Someone, somewhere is always fighting.  And they’re fighting for things that they truly believe in.  They’re defending their truth which can seem almost noble – indeed, it can even be noble.  But the longer I live, the more reluctant I am to accept that we were meant to live like this. This scratching and clawing and making them pay and getting even is not the us we were born to be.  We can win fights by flexing our muscles and firing our missiles, but we will never win satisfaction that way.  And I wonder: If we were willing to stop pummeling each other, how much time, energy, intelligence and money could be rerouted to the fight against cancer and ALS and child poverty and clean water and homelessness and purposelessness.  What if we could divert this frantic need-to-win and funnel it instead toward a fervent need-to-build? Maybe then the  restless creative energy we use for retribution could be focused on developing actual solutions to the atrocities that have plagued humanity for far too long.

 

 

I love this quote by Thomas Merton.  It’s filling some broken places in my war-weary soul:

 

 

 

Peace demands the most heroic labor and the most difficult sacrifice.

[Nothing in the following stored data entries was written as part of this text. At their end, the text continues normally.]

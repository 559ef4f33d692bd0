//! Per-frame driver.
//!
//! One call to [`Simulation::frame`] runs the whole control loop in a fixed
//! order: queued input, idle timer, clip time, camera damping, physics,
//! then the controller sync that reads the freshly stepped body. The app
//! renders right after.

use std::time::Duration;

use glam::{Mat4, Vec3};
use rapier3d::prelude::RigidBodyHandle;
use winit::keyboard::KeyCode;

use crate::anim::{AnimationGate, Gait};
use crate::assets::CharacterAsset;
use crate::camera::OrbitCamera;
use crate::clock::Clock;
use crate::config::{CAMERA_START, LoopConfig, MODEL_SCALE, MODEL_TILT, StepMode};
use crate::controller::{CharacterController, CharacterState, RenderActor};
use crate::input::{InputEvent, InputQueue, InputState, KeyEdge};
use crate::keymap::{KeyRegistry, MovementIntent};
use crate::physics::PhysicsWorld;

/// Scene node the character mesh is drawn with.
#[derive(Debug, Clone, Copy, PartialEq)]
pub struct Actor {
    pub position: Vec3,
    pub yaw: f32,
    pub tilt: f32,
    pub scale: f32,
}

impl Actor {
    pub fn new(position: Vec3) -> Self {
        Self {
            position,
            yaw: 0.0,
            tilt: MODEL_TILT,
            scale: MODEL_SCALE,
        }
    }

    pub fn model_matrix(&self) -> Mat4 {
        Mat4::from_translation(self.position)
            * Mat4::from_rotation_y(self.yaw)
            * Mat4::from_rotation_x(self.tilt)
            * Mat4::from_scale(Vec3::splat(self.scale))
    }
}

impl RenderActor for Actor {
    fn set_transform(&mut self, position: Vec3, yaw: f32) {
        self.position = position;
        self.yaw = yaw;
    }
}

struct Character {
    controller: CharacterController,
    body: RigidBodyHandle,
    actor: Actor,
}

/// What happened during one frame.
#[derive(Debug, Clone, Copy, PartialEq)]
pub struct FrameReport {
    pub now: Duration,
    pub physics_steps: u32,
    pub dropped_backlog: Duration,
    pub intent: MovementIntent,
    pub gait: Gait,
    pub character: Option<CharacterState>,
}

struct StepPlan {
    steps: u32,
    dropped_backlog: Duration,
}

pub struct Simulation<C: Clock> {
    config: LoopConfig,
    clock: C,
    registry: KeyRegistry,
    queue: InputQueue,
    input: InputState,
    intent: MovementIntent,
    gate: AnimationGate,
    physics: PhysicsWorld,
    camera: OrbitCamera,
    character: Option<Character>,
    accumulator: Duration,
}

impl<C: Clock> Simulation<C> {
    pub fn new(config: LoopConfig, clock: C, aspect: f32) -> Self {
        Self::with_registry(config, clock, aspect, KeyRegistry::default_bindings())
    }

    pub fn with_registry(config: LoopConfig, clock: C, aspect: f32, registry: KeyRegistry) -> Self {
        log::info!(
            "Simulation: {:?} stepping at {:.1} Hz, idle debounce {:?}",
            config.step_mode,
            1.0 / config.physics_dt,
            config.idle_debounce
        );
        Self {
            gate: AnimationGate::new(config.idle_debounce),
            config,
            clock,
            registry,
            queue: InputQueue::new(),
            input: InputState::new(),
            intent: MovementIntent::IDLE,
            physics: PhysicsWorld::new(),
            camera: OrbitCamera::new(CAMERA_START, Vec3::ZERO, aspect),
            character: None,
            accumulator: Duration::ZERO,
        }
    }

    pub fn clock(&self) -> &C {
        &self.clock
    }

    pub fn config(&self) -> &LoopConfig {
        &self.config
    }

    pub fn intent(&self) -> MovementIntent {
        self.intent
    }

    pub fn input(&self) -> &InputState {
        &self.input
    }

    pub fn gate(&self) -> &AnimationGate {
        &self.gate
    }

    pub fn camera(&self) -> &OrbitCamera {
        &self.camera
    }

    pub fn camera_mut(&mut self) -> &mut OrbitCamera {
        &mut self.camera
    }

    pub fn physics(&self) -> &PhysicsWorld {
        &self.physics
    }

    pub fn is_active(&self) -> bool {
        self.character.is_some()
    }

    pub fn actor(&self) -> Option<&Actor> {
        self.character.as_ref().map(|c| &c.actor)
    }

    /// Simulated position of the character body.
    pub fn body_position(&self) -> Option<Vec3> {
        let character = self.character.as_ref()?;
        let body = self.physics.body(character.body)?;
        Some(crate::controller::PhysicsBody::translation(body))
    }

    pub fn push_event(&mut self, event: InputEvent) {
        self.queue.push(event);
    }

    /// Queue a key-down stamped with the current clock reading.
    pub fn key_down(&mut self, key: KeyCode) {
        let at = self.clock.now();
        self.queue.push(InputEvent::down(key, at));
    }

    pub fn key_up(&mut self, key: KeyCode) {
        let at = self.clock.now();
        self.queue.push(InputEvent::up(key, at));
    }

    /// Queue releases for every held key, e.g. when the window loses focus.
    pub fn release_all(&mut self) {
        let at = self.clock.now();
        for &key in self.input.held() {
            self.queue.push(InputEvent::up(key, at));
        }
    }

    /// Bring the loaded character into the world. Gating and control start
    /// with the next frame.
    pub fn attach(&mut self, asset: &CharacterAsset) {
        if self.character.is_some() {
            log::warn!("Character already attached; ignoring second asset");
            return;
        }
        let body = self.physics.spawn_character(&asset.body);
        let controller = CharacterController::new(self.config.controller, asset.body.spawn);
        let actor = Actor::new(controller.state().render_position);
        self.gate.activate(
            asset.walk.clone(),
            asset.idle.clone(),
            self.registry.has_movement_key(self.input.held()),
        );
        self.character = Some(Character {
            controller,
            body,
            actor,
        });
        log::info!("Character active");
    }

    pub fn frame(&mut self, real_dt: Duration) -> FrameReport {
        let events: Vec<InputEvent> = self.queue.drain().collect();
        for event in events {
            self.apply_event(event);
        }

        let now = self.clock.now();
        let moving = self.registry.has_movement_key(self.input.held());
        self.gate.update(now, moving);

        let (plan, frame_dt) = match self.config.step_mode {
            StepMode::PerFrame => (
                StepPlan {
                    steps: 1,
                    dropped_backlog: Duration::ZERO,
                },
                self.config.controller.nominal_dt,
            ),
            StepMode::Accumulated => {
                let elapsed = real_dt.min(self.config.max_frame_delta);
                let plan = self.plan_steps(elapsed);
                (plan, elapsed.as_secs_f32())
            }
        };

        self.gate.advance(frame_dt);
        self.camera.update();

        for _ in 0..plan.steps {
            self.physics.step(self.config.physics_dt);
        }

        let controller_dt = match self.config.step_mode {
            StepMode::PerFrame => frame_dt,
            StepMode::Accumulated => plan.steps as f32 * self.config.physics_dt,
        };
        let state = self.character.as_mut().and_then(|character| {
            let body = self.physics.body_mut(character.body)?;
            character.controller.step(
                &self.intent,
                controller_dt,
                body,
                &mut character.actor,
                &mut self.camera,
            );
            Some(character.controller.state())
        });

        FrameReport {
            now,
            physics_steps: plan.steps,
            dropped_backlog: plan.dropped_backlog,
            intent: self.intent,
            gait: self.gate.gait(),
            character: state,
        }
    }

    fn apply_event(&mut self, event: InputEvent) {
        // Auto-repeat downs and stray ups leave the key set untouched.
        if !self.input.apply(&event) {
            return;
        }
        self.intent = self
            .registry
            .resolve(self.input.held(), self.intent.target_facing);

        match event.edge {
            KeyEdge::Down => self
                .gate
                .key_down(self.registry.contributes_movement(event.key)),
            KeyEdge::Up => {
                let still_moving = self.registry.has_movement_key(self.input.held());
                self.gate.key_up(still_moving, event.at);
            }
        }
    }

    fn plan_steps(&mut self, elapsed: Duration) -> StepPlan {
        let fixed = Duration::from_secs_f32(self.config.physics_dt);
        self.accumulator += elapsed;

        let mut steps = 0;
        while self.accumulator >= fixed && steps < self.config.max_steps_per_frame {
            self.accumulator -= fixed;
            steps += 1;
        }

        let mut dropped_backlog = Duration::ZERO;
        if self.accumulator >= fixed {
            dropped_backlog = self.accumulator;
            self.accumulator = Duration::ZERO;
            log::warn!(
                "Physics fell behind: dropped {:?} after {} steps",
                dropped_backlog,
                steps
            );
        }
        StepPlan {
            steps,
            dropped_backlog,
        }
    }
}

#[cfg(test)]
mod tests {
    use super::*;
    use crate::anim::AnimClip;
    use crate::clock::ManualClock;
    use crate::mesh::Mesh;
    use crate::physics::BodyParams;
    use std::f32::consts::FRAC_PI_2;

    const FRAME: Duration = Duration::from_micros(16_667);

    fn asset() -> CharacterAsset {
        CharacterAsset {
            mesh: Mesh::default(),
            body: BodyParams::new(Vec3::new(0.0, 1.0, 0.0)),
            walk: Some(AnimClip::new("walk", 0.0, 1.0)),
            idle: Some(AnimClip::new("idle", 1.0, 2.0)),
        }
    }

    fn sim(mode: StepMode) -> Simulation<ManualClock> {
        let config = LoopConfig {
            step_mode: mode,
            ..LoopConfig::default()
        };
        Simulation::new(config, ManualClock::new(), 16.0 / 9.0)
    }

    #[test]
    fn actor_matrix_places_scaled_model() {
        let mut actor = Actor::new(Vec3::ZERO);
        actor.set_transform(Vec3::new(1.0, 0.0, 2.0), FRAC_PI_2);
        let origin = actor.model_matrix().transform_point3(Vec3::ZERO);
        assert!((origin - Vec3::new(1.0, 0.0, 2.0)).length() < 1e-6);
        let forward = actor.model_matrix().transform_vector3(Vec3::Z * 10.0);
        assert!(forward.x > 0.99 && forward.length() < 1.01);
    }

    #[test]
    fn inactive_until_attached() {
        let mut sim = sim(StepMode::PerFrame);
        sim.key_down(KeyCode::KeyW);
        let report = sim.frame(FRAME);
        assert!(report.character.is_none());
        assert_eq!(report.gait, Gait::Idle);
        assert!(!sim.gate().is_active());
        assert!(report.intent.is_moving());
    }

    #[test]
    fn attach_while_key_held_starts_walking() {
        let mut sim = sim(StepMode::PerFrame);
        sim.key_down(KeyCode::KeyW);
        sim.frame(FRAME);
        sim.attach(&asset());
        let report = sim.frame(FRAME);
        assert_eq!(report.gait, Gait::Walking);
        assert!(report.character.is_some());
    }

    #[test]
    fn per_frame_mode_takes_one_step_regardless_of_elapsed() {
        let mut sim = sim(StepMode::PerFrame);
        assert_eq!(sim.frame(Duration::from_millis(100)).physics_steps, 1);
        assert_eq!(sim.frame(Duration::from_millis(1)).physics_steps, 1);
    }

    #[test]
    fn accumulated_mode_tracks_real_time() {
        let mut sim = sim(StepMode::Accumulated);
        assert_eq!(sim.frame(Duration::from_millis(8)).physics_steps, 0);
        assert_eq!(sim.frame(Duration::from_millis(10)).physics_steps, 1);
        assert_eq!(sim.frame(Duration::from_millis(50)).physics_steps, 3);
    }

    #[test]
    fn accumulated_mode_caps_steps_and_drops_backlog() {
        let mut sim = sim(StepMode::Accumulated);
        let report = sim.frame(Duration::from_secs(2));
        assert_eq!(report.physics_steps, 5);
        assert!(report.dropped_backlog > Duration::ZERO);
        assert_eq!(sim.frame(Duration::ZERO).physics_steps, 0);
    }

    #[test]
    fn release_all_clears_held_keys() {
        let mut sim = sim(StepMode::PerFrame);
        sim.attach(&asset());
        sim.key_down(KeyCode::KeyW);
        sim.key_down(KeyCode::KeyA);
        sim.frame(FRAME);
        sim.release_all();
        let report = sim.frame(FRAME);
        assert!(sim.input().is_empty());
        assert!(!report.intent.is_moving());
        assert!(sim.gate().pending_idle().is_some());
    }

    #[test]
    fn auto_repeat_does_not_rearm() {
        let mut sim = sim(StepMode::PerFrame);
        sim.attach(&asset());
        sim.key_down(KeyCode::KeyW);
        sim.key_down(KeyCode::KeyW);
        sim.frame(FRAME);
        sim.key_up(KeyCode::KeyW);
        sim.key_up(KeyCode::KeyW);
        sim.frame(FRAME);
        assert_eq!(sim.gate().pending_idle(), Some(sim.config().idle_debounce));
    }
}
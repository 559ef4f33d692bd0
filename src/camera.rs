//! Orbit camera around a movable look-at target.
//!
//! Drag deltas and wheel zoom are queued and folded in by `update`, which
//! runs once per frame and eases the queued rotation out exponentially.

use std::f32::consts::TAU;

use glam::{Mat4, Vec3};

use crate::config::*;
use crate::controller::CameraTarget;

pub struct OrbitCamera {
    target: Vec3,
    radius: f32,
    /// Azimuth around +Y, measured from +Z.
    theta: f32,
    /// Polar angle from +Y.
    phi: f32,
    pending_theta: f32,
    pending_phi: f32,
    pending_scale: f32,
    damping: f32,
    aspect: f32,
    dragging: bool,
    last_cursor: Option<(f64, f64)>,
}

impl OrbitCamera {
    pub fn new(position: Vec3, target: Vec3, aspect: f32) -> Self {
        let offset = position - target;
        let radius = offset.length().max(f32::EPSILON);
        let mut camera = Self {
            target,
            radius,
            theta: offset.x.atan2(offset.z),
            phi: (offset.y / radius).clamp(-1.0, 1.0).acos(),
            pending_theta: 0.0,
            pending_phi: 0.0,
            pending_scale: 1.0,
            damping: ORBIT_DAMPING,
            aspect,
            dragging: false,
            last_cursor: None,
        };
        camera.clamp();
        camera
    }

    pub fn target(&self) -> Vec3 {
        self.target
    }

    pub fn radius(&self) -> f32 {
        self.radius
    }

    pub fn polar_angle(&self) -> f32 {
        self.phi
    }

    pub fn position(&self) -> Vec3 {
        let (sin_phi, cos_phi) = self.phi.sin_cos();
        let (sin_theta, cos_theta) = self.theta.sin_cos();
        self.target
            + self.radius * Vec3::new(sin_phi * sin_theta, cos_phi, sin_phi * cos_theta)
    }

    pub fn resize(&mut self, width: u32, height: u32) {
        if width > 0 && height > 0 {
            self.aspect = width as f32 / height as f32;
        }
    }

    pub fn handle_mouse_input(&mut self, pressed: bool) {
        self.dragging = pressed;
        if !pressed {
            self.last_cursor = None;
        }
    }

    /// Cursor moved to `(x, y)` in a viewport `viewport_height` pixels tall.
    pub fn handle_mouse_move(&mut self, x: f64, y: f64, viewport_height: u32) {
        if !self.dragging {
            return;
        }
        if let Some((last_x, last_y)) = self.last_cursor {
            let height = viewport_height.max(1) as f32;
            let dx = (x - last_x) as f32;
            let dy = (y - last_y) as f32;
            self.pending_theta -= TAU * dx / height * ORBIT_ROTATE_SPEED;
            self.pending_phi -= TAU * dy / height * ORBIT_ROTATE_SPEED;
        }
        self.last_cursor = Some((x, y));
    }

    /// Positive `lines` zooms in.
    pub fn handle_scroll(&mut self, lines: f32) {
        self.pending_scale *= 0.95_f32.powf(ORBIT_ZOOM_SPEED * lines);
    }

    /// Fold queued input into the orbit and enforce the polar and distance limits.
    pub fn update(&mut self) {
        self.theta += self.pending_theta * self.damping;
        self.phi += self.pending_phi * self.damping;
        self.pending_theta *= 1.0 - self.damping;
        self.pending_phi *= 1.0 - self.damping;

        self.radius *= self.pending_scale;
        self.pending_scale = 1.0;

        self.clamp();
    }

    pub fn view_matrix(&self) -> Mat4 {
        Mat4::look_at_rh(self.position(), self.target, Vec3::Y)
    }

    pub fn projection(&self) -> Mat4 {
        Mat4::perspective_rh(CAMERA_FOV_DEG.to_radians(), self.aspect, CAMERA_NEAR, CAMERA_FAR)
    }

    pub fn view_proj(&self) -> Mat4 {
        self.projection() * self.view_matrix()
    }

    fn clamp(&mut self) {
        self.phi = self.phi.clamp(
            ORBIT_MIN_POLAR_DEG.to_radians(),
            ORBIT_MAX_POLAR_DEG.to_radians(),
        );
        self.radius = self.radius.clamp(ORBIT_MIN_DISTANCE, ORBIT_MAX_DISTANCE);
    }
}

impl CameraTarget for OrbitCamera {
    fn set_target(&mut self, target: Vec3) {
        self.target = target;
    }
}

#[cfg(test)]
mod tests {
    use super::*;

    #[test]
    fn start_position_is_preserved_within_limits() {
        let camera = OrbitCamera::new(CAMERA_START, Vec3::ZERO, 1.0);
        assert!((camera.position() - CAMERA_START).length() < 1e-3);
    }

    #[test]
    fn following_target_keeps_offset() {
        let mut camera = OrbitCamera::new(CAMERA_START, Vec3::ZERO, 1.0);
        let offset = camera.position() - camera.target();
        camera.set_target(Vec3::new(5.0, 10.0, -4.0));
        camera.update();
        assert!((camera.position() - camera.target() - offset).length() < 1e-3);
    }

    #[test]
    fn zoom_and_tilt_are_clamped() {
        let mut camera = OrbitCamera::new(CAMERA_START, Vec3::ZERO, 1.0);
        for _ in 0..200 {
            camera.handle_scroll(5.0);
            camera.update();
        }
        assert!((camera.radius() - ORBIT_MIN_DISTANCE).abs() < 1e-4);

        camera.handle_mouse_input(true);
        camera.handle_mouse_move(0.0, 0.0, 600);
        camera.handle_mouse_move(0.0, 5000.0, 600);
        for _ in 0..500 {
            camera.update();
        }
        assert!(camera.polar_angle() >= ORBIT_MIN_POLAR_DEG.to_radians() - 1e-5);
        assert!(camera.polar_angle() <= ORBIT_MAX_POLAR_DEG.to_radians() + 1e-5);
    }

    #[test]
    fn drag_rotation_is_damped_over_frames() {
        let mut camera = OrbitCamera::new(CAMERA_START, Vec3::ZERO, 1.0);
        let start = camera.position();
        camera.handle_mouse_input(true);
        camera.handle_mouse_move(100.0, 100.0, 600);
        camera.handle_mouse_move(130.0, 100.0, 600);
        camera.handle_mouse_input(false);

        camera.update();
        let first = camera.position();
        camera.update();
        let second = camera.position();
        assert!((first - start).length() > 0.0);
        assert!((second - first).length() < (first - start).length());
    }
}
pub mod camera;
pub mod gpu;
pub mod model;

use std::sync::Arc;

use winit::window::Window;

use crate::camera::OrbitCamera;
use crate::config::GROUND_EXTENT;
use crate::error::RenderError;
use crate::mesh::Mesh;
use crate::sim::Actor;

use camera::{SceneState, sky_linear};
use gpu::{create_depth_texture, uniform_bind_group_layout};
use model::{GpuModel, ModelRenderer};

/// World units per checker cell on the ground.
const GROUND_TILE: f32 = 4.0;

pub struct RenderContext {
    pub window: Arc<Window>,
    pub surface: wgpu::Surface<'static>,
    pub device: wgpu::Device,
    pub queue: wgpu::Queue,
    pub config: wgpu::SurfaceConfiguration,
}

impl RenderContext {
    pub async fn new(window: Arc<Window>) -> Result<Self, RenderError> {
        let (width, height) = {
            let size = window.inner_size();
            (size.width.max(1), size.height.max(1))
        };

        let instance = wgpu::Instance::new(&wgpu::InstanceDescriptor {
            backends: wgpu::Backends::all(),
            ..Default::default()
        });

        let surface = instance.create_surface(window.clone())?;
        let adapter = instance
            .request_adapter(&wgpu::RequestAdapterOptions {
                power_preference: wgpu::PowerPreference::default(),
                compatible_surface: Some(&surface),
                force_fallback_adapter: false,
            })
            .await?;
        log::info!("Using adapter {:?}", adapter.get_info().name);

        let (device, queue) = adapter
            .request_device(&wgpu::DeviceDescriptor::default())
            .await?;

        let surface_caps = surface.get_capabilities(&adapter);
        let surface_format = surface_caps
            .formats
            .iter()
            .find(|f| f.is_srgb())
            .copied()
            .unwrap_or(surface_caps.formats[0]);

        let config = wgpu::SurfaceConfiguration {
            usage: wgpu::TextureUsages::RENDER_ATTACHMENT,
            format: surface_format,
            width,
            height,
            present_mode: wgpu::PresentMode::AutoVsync,
            alpha_mode: surface_caps.alpha_modes[0],
            view_formats: vec![],
            desired_maximum_frame_latency: 2,
        };
        surface.configure(&device, &config);

        Ok(Self {
            window,
            surface,
            device,
            queue,
            config,
        })
    }
}

pub struct Renderer {
    pub ctx: RenderContext,
    scene: SceneState,
    depth_view: wgpu::TextureView,
    models: ModelRenderer,
    ground: GpuModel,
    character: Option<GpuModel>,
}

impl Renderer {
    pub async fn new(window: Arc<Window>) -> Result<Self, RenderError> {
        let ctx = RenderContext::new(window).await?;

        let scene_layout = uniform_bind_group_layout(&ctx.device, "Scene Uniform Layout");
        let scene = SceneState::new(&ctx.device, &scene_layout);
        let (_, depth_view) =
            create_depth_texture(&ctx.device, ctx.config.width, ctx.config.height);

        let models = ModelRenderer::new(&ctx.device, &ctx.queue, &scene_layout, ctx.config.format);
        let ground = models.upload(
            &ctx.device,
            &ctx.queue,
            &Mesh::ground(GROUND_EXTENT, GROUND_TILE),
            "Ground",
        );

        Ok(Self {
            ctx,
            scene,
            depth_view,
            models,
            ground,
            character: None,
        })
    }

    pub fn size(&self) -> (u32, u32) {
        (self.ctx.config.width, self.ctx.config.height)
    }

    pub fn upload_character(&mut self, mesh: &Mesh) {
        self.character = Some(
            self.models
                .upload(&self.ctx.device, &self.ctx.queue, mesh, "Character"),
        );
    }

    pub fn resize(&mut self, width: u32, height: u32) {
        if width > 0 && height > 0 {
            self.ctx.config.width = width;
            self.ctx.config.height = height;
            self.ctx
                .surface
                .configure(&self.ctx.device, &self.ctx.config);

            let (_, depth_view) = create_depth_texture(&self.ctx.device, width, height);
            self.depth_view = depth_view;
        }
    }

    /// Reapply the current surface configuration after a lost or outdated surface.
    pub fn reconfigure(&mut self) {
        let (width, height) = self.size();
        self.resize(width, height);
    }

    pub fn render_frame(
        &mut self,
        camera: &OrbitCamera,
        actor: Option<&Actor>,
    ) -> Result<(), wgpu::SurfaceError> {
        self.scene.update(&self.ctx.queue, camera);

        let mut drawn: Vec<&GpuModel> = vec![&self.ground];
        if let (Some(model), Some(actor)) = (&self.character, actor) {
            model.set_transform(&self.ctx.queue, actor.model_matrix());
            drawn.push(model);
        }

        let output = self.ctx.surface.get_current_texture()?;
        let view = output
            .texture
            .create_view(&wgpu::TextureViewDescriptor::default());

        let mut encoder = self
            .ctx
            .device
            .create_command_encoder(&wgpu::CommandEncoderDescriptor {
                label: Some("Render Encoder"),
            });

        {
            let [r, g, b] = sky_linear();
            let mut pass = encoder.begin_render_pass(&wgpu::RenderPassDescriptor {
                label: Some("Scene Pass"),
                color_attachments: &[Some(wgpu::RenderPassColorAttachment {
                    view: &view,
                    resolve_target: None,
                    ops: wgpu::Operations {
                        load: wgpu::LoadOp::Clear(wgpu::Color {
                            r: r as f64,
                            g: g as f64,
                            b: b as f64,
                            a: 1.0,
                        }),
                        store: wgpu::StoreOp::Store,
                    },
                    depth_slice: None,
                })],
                depth_stencil_attachment: Some(wgpu::RenderPassDepthStencilAttachment {
                    view: &self.depth_view,
                    depth_ops: Some(wgpu::Operations {
                        load: wgpu::LoadOp::Clear(1.0),
                        store: wgpu::StoreOp::Store,
                    }),
                    stencil_ops: None,
                }),
                timestamp_writes: None,
                occlusion_query_set: None,
                multiview_mask: None,
            });

            self.models
                .render(&mut pass, &self.scene.bind_group, &drawn);
        }

        self.ctx.queue.submit(std::iter::once(encoder.finish()));
        output.present();

        Ok(())
    }
}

It demands greater heroism than war.  It demands greater fidelity to the truth and a much more perfect purity of conscience. -Thomas Merton

 

 

Fidelity to the truth. I want to live lashed to the altar of that sentence; stuck-like-glue to the truth that those who view peace as something worth fighting for are the happiest heroes of all.

 

 

With hope,

 

Bo

One Comment

  1. Bo,
    You really are on target today!
    With an extensive military and reserve background, I have come to realize that to follow Christ’s lead we are called to radically step outside the flow of history, from war to war, and live out Christ’s example.
    Some say Christ’s example is not manly. Christ chose to go to the cross. It takes a real man to just finish that day of the cross.
    Real men protect and nurture, with no apologies.

    The Sterns know the path of the cross. May God renew your strength, hope, faith and love.